When you get down in the sandbox with those words, you begin to discover all the surprising things that repetition can create, or the ways in which a proper name makes a great verb (see below), or how juxtaposition of the word in question with other words  can tease out multiple meanings from what might have seemed a self-limiting word.
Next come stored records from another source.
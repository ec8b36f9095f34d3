//! Time request/response and time sync bodies.
//!
//! ```text
//! ┌────────────┬──────────┬───────────────┬───────────┐
//! │ QFrac      │ Seconds  │ Leap | Poll   │ Precision │
//! │ u32 BE     │ u32 BE   │ 2 bits|6 bits │ i8        │
//! └────────────┴──────────┴───────────────┴───────────┘
//! ```
//!
//! `QFrac` is the fractional second in units of 2^-32 s.

use std::time::{SystemTime, UNIX_EPOCH};

use crate::protocol::{get_u32, store_u32};

/// Encoded size of a time body.
pub const TIME_BODY_SIZE: usize = 10;

const LEAP_SHIFT: u8 = 6;
const LEAP_MASK: u8 = 0x03;
const POLL_MASK: u8 = 0x3F;

/// Timestamp plus the sync quality fields exchanged between boards.
#[derive(Debug, Default, Clone, Copy, PartialEq, Eq)]
pub struct TimeSet {
    /// Seconds since the Unix epoch.
    pub seconds: u32,
    /// Fractional second, 2^-32 s units.
    pub q_frac: u32,
    /// Leap second indicator (2 bits).
    pub leap_indicator: u8,
    /// Poll interval exponent (6 bits).
    pub poll: u8,
    /// Clock precision exponent.
    pub precision: i8,
}

impl TimeSet {
    /// Snapshot the host clock.
    ///
    /// Leap indicator, poll and precision are zero; set them before sending
    /// if the local clock has better information.
    pub fn from_system_time(now: SystemTime) -> Self {
        let since_epoch = now.duration_since(UNIX_EPOCH).unwrap_or_default();
        let q_frac = ((u64::from(since_epoch.subsec_nanos()) << 32) / 1_000_000_000) as u32;

        Self {
            seconds: since_epoch.as_secs() as u32,
            q_frac,
            ..Self::default()
        }
    }

    /// Snapshot the current host clock.
    pub fn now() -> Self {
        Self::from_system_time(SystemTime::now())
    }

    /// Write the body into `buf`.
    ///
    /// # Panics
    ///
    /// Panics if `buf` is shorter than [`TIME_BODY_SIZE`].
    pub fn encode_into(&self, buf: &mut [u8]) {
        store_u32(&mut buf[0..4], self.q_frac);
        store_u32(&mut buf[4..8], self.seconds);
        buf[8] = ((self.leap_indicator & LEAP_MASK) << LEAP_SHIFT) | (self.poll & POLL_MASK);
        buf[9] = self.precision as u8;
    }

    /// Encode into a fixed array.
    pub fn encode(&self) -> [u8; TIME_BODY_SIZE] {
        let mut buf = [0u8; TIME_BODY_SIZE];
        self.encode_into(&mut buf);
        buf
    }

    /// Decode a body. Returns `None` if it is too short.
    pub fn decode(body: &[u8]) -> Option<Self> {
        if body.len() < TIME_BODY_SIZE {
            return None;
        }
        let leap_poll = body[8];
        Some(Self {
            q_frac: get_u32(&body[0..4]),
            seconds: get_u32(&body[4..8]),
            leap_indicator: (leap_poll >> LEAP_SHIFT) & LEAP_MASK,
            poll: leap_poll & POLL_MASK,
            precision: body[9] as i8,
        })
    }
}

#[cfg(test)]
mod tests {
    use super::*;
    use std::time::Duration;

    #[test]
    fn test_layout() {
        let time = TimeSet {
            seconds: 0x0102_0304,
            q_frac: 0x8000_0000,
            leap_indicator: 3,
            poll: 5,
            precision: -20,
        };

        assert_eq!(
            time.encode(),
            [0x80, 0, 0, 0, 0x01, 0x02, 0x03, 0x04, 0xC5, 0xEC]
        );
        assert_eq!(TimeSet::decode(&time.encode()), Some(time));
    }

    #[test]
    fn test_fields_are_masked() {
        let time = TimeSet {
            leap_indicator: 0xFF,
            poll: 0xFF,
            ..TimeSet::default()
        };
        let decoded = TimeSet::decode(&time.encode()).unwrap();

        assert_eq!(decoded.leap_indicator, 3);
        assert_eq!(decoded.poll, 0x3F);
    }

    #[test]
    fn test_decode_short_body() {
        assert!(TimeSet::decode(&[0u8; 9]).is_none());
    }

    #[test]
    fn test_from_system_time() {
        let now = UNIX_EPOCH + Duration::new(1_700_000_000, 500_000_000);
        let time = TimeSet::from_system_time(now);

        assert_eq!(time.seconds, 1_700_000_000);
        assert_eq!(time.q_frac, 0x8000_0000);
        assert_eq!(time.precision, 0);
    }
}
Find a word and s-t-r-e-t-c-h  it.  Don't know where to start? Pick your word and riff on it--do a free-write and repeat your word every time you get stuck. Just keep going. Once you have a draft of something, you can go back and expand the possibilities your word presents. Bat your word around. Tease it. Fluff up its hair.


Day 27:

spider
scurries past
carnelian her tail

she
spins carnelian
sun glistened web

what
I carnelian
her deft composition

planting
the flower
of carnelian desire

National Poetry Month: April 26, 2015

Today's Prompt:  Our last two prompts have been squarely in the silly zone – this one should give some scope to both the serious-minded and the silly among you. Today, I challenge you to write a persona poem – a poem in the voice of someone else. Your persona could be a mythological or fictional character, a historical figure, or even an inanimate object. Need some examples? Check out this persona-poem-themed issue of Poemeleon from a few years back.


Day 26:

“This is my letter to the world
That never wrote to me”

From Emily

Everyone believes my domain is simple.
Here in my white dress,
pen in hand, cool and unhurried.
What fire swells up inside,
words that shout to be set free.
No one understands.
Do they think I don’t desire
the world beyond these four walls,
yearn for a greater journey?
I open my father’s green atlas
tracing map lines.
I would wend my way
far from home,
but bird wings beating
in my chest won’t let me be.
Instead I write
my heart’s flight, trailing  
a silken thread.

National Poetry Month: April 25, 2015

Today's Prompt: It’s the weekend, so I’d thought we might go with something short and just a bit (or a lot) silly – the Clerihew. These are rhymed, humorous quatrains involving a specific person’s name. You can write about celebrities, famous people from history, even your mom (hopefully she’s got a good name for rhyming with).

I seem to be on a math kick...

Day 25:

Leonardo Bonacci or Fibonacci
Would have loved sunflower seeds in Karachi
He swooned over numbers so many
he would have munched much more than twenty

National Poetry Month: April 24, 2015


Day 24:  It seemed that every prompt I tried today did nothing for me, so I decided to go back to my current favorite writing trick: Haikubes. I chose 5 words to use in a poem.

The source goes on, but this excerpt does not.